If you annotate all the lifetimes explicitly, you do get a slightly better help message:
= note: expected `fn(&Binary, _) -> &'a [u8]`
found `fn(&Binary, _) -> &[u8]`
You can look up the lifetime elision rules to understand how the compiler decides what lifetimes things have when you don't specify any.
To solve your problem, you need to tell the compiler how the input lifetime is really related to the output lifetime.
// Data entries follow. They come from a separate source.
use tracing_subscriber::{layer::SubscriberExt, util::SubscriberInitExt, EnvFilter};

#[derive(Debug, Clone, Copy, PartialEq, Eq, Default)]
pub enum LogFormat {
    /// 終端機用的精簡輸出
    #[default]
    Compact,
    /// 伺服器部署用 JSON 格式，方便集中收集日誌
    Json,
}

/// `RUST_LOG` wins over the verbosity flag.
fn default_directives(verbose: bool) -> &'static str {
    if verbose {
        "automation_catalog=debug,info"
    } else {
        "automation_catalog=info"
    }
}

pub fn init_logger(format: LogFormat, verbose: bool) {
    let filter = EnvFilter::try_from_default_env()
        .unwrap_or_else(|_| EnvFilter::new(default_directives(verbose)));
    let layer = tracing_subscriber::fmt::layer()
        .with_thread_ids(false)
        .with_file(false)
        .with_line_number(false);

    match format {
        LogFormat::Compact => tracing_subscriber::registry()
            .with(filter)
            .with(layer.with_target(false).compact())
            .init(),
        LogFormat::Json => tracing_subscriber::registry()
            .with(filter)
            .with(layer.with_target(true).json())
            .init(),
    }
}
You can do that in the trait itself by limiting value
to only returning references:
pub trait ValuedArray<T: ?Sized> { // `?Sized` is necessary to allow `T` to be `[u8]`
fn value(&self, i: usize) -> &T; // bake in the reference assumption here
}
struct Binary {
a: Vec<u8>
}
impl ValuedArray<[u8]> for Binary {
fn value(&self, i: usize) -> &[u8] {
&self.a[i..i+1]
}
}
Or you can do it in the impl
, by implementing the trait for references so the lifetime is nameable when you implement it:
pub trait ValuedArray<T> {
fn value(self, i: usize) -> T;
}
struct Binary {
a: Vec<u8>
}
impl<'a> ValuedArray<&'a [u8]> for &'a Binary {
fn value(self, i: usize) -> &'a [u8] {
&self.a[i..i+1]
}
}
Either way you do it will also have implications for how you implement ValuedArray
for Int
. Without knowing anything special about your use case, I'd prefer the first thing.